> _Work task_: All lines from the one including "pub mod manifest;" to the bottom of the entries below should be repeated exactly, both ends kept.

> _Information provided_:
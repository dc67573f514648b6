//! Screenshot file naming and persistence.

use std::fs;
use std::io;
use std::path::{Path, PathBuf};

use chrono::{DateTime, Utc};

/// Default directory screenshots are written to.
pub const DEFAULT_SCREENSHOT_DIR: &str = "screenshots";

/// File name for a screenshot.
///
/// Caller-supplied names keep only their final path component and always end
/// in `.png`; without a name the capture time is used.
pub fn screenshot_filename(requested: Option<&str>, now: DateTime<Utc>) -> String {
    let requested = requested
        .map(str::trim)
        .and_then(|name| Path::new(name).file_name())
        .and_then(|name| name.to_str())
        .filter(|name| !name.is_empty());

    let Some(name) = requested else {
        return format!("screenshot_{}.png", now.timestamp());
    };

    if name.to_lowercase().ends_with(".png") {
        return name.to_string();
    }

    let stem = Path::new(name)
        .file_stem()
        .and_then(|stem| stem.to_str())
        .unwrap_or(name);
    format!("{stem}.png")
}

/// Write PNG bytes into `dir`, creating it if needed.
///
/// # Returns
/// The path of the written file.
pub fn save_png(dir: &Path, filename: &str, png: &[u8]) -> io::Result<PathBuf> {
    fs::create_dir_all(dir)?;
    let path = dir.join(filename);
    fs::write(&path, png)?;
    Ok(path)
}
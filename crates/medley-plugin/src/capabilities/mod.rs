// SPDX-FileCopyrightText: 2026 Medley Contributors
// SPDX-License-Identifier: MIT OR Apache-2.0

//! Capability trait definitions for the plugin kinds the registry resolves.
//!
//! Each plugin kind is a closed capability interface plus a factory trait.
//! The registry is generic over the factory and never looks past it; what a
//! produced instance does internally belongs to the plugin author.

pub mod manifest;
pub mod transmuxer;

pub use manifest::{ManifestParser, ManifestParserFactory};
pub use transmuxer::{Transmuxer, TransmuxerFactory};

> _Response for this exercise_:
pub mod manifest;
pub mod transmuxer;

pub use manifest::{ManifestParser, ManifestParserFactory};
pub use transmuxer::{Transmuxer, TransmuxerFactory};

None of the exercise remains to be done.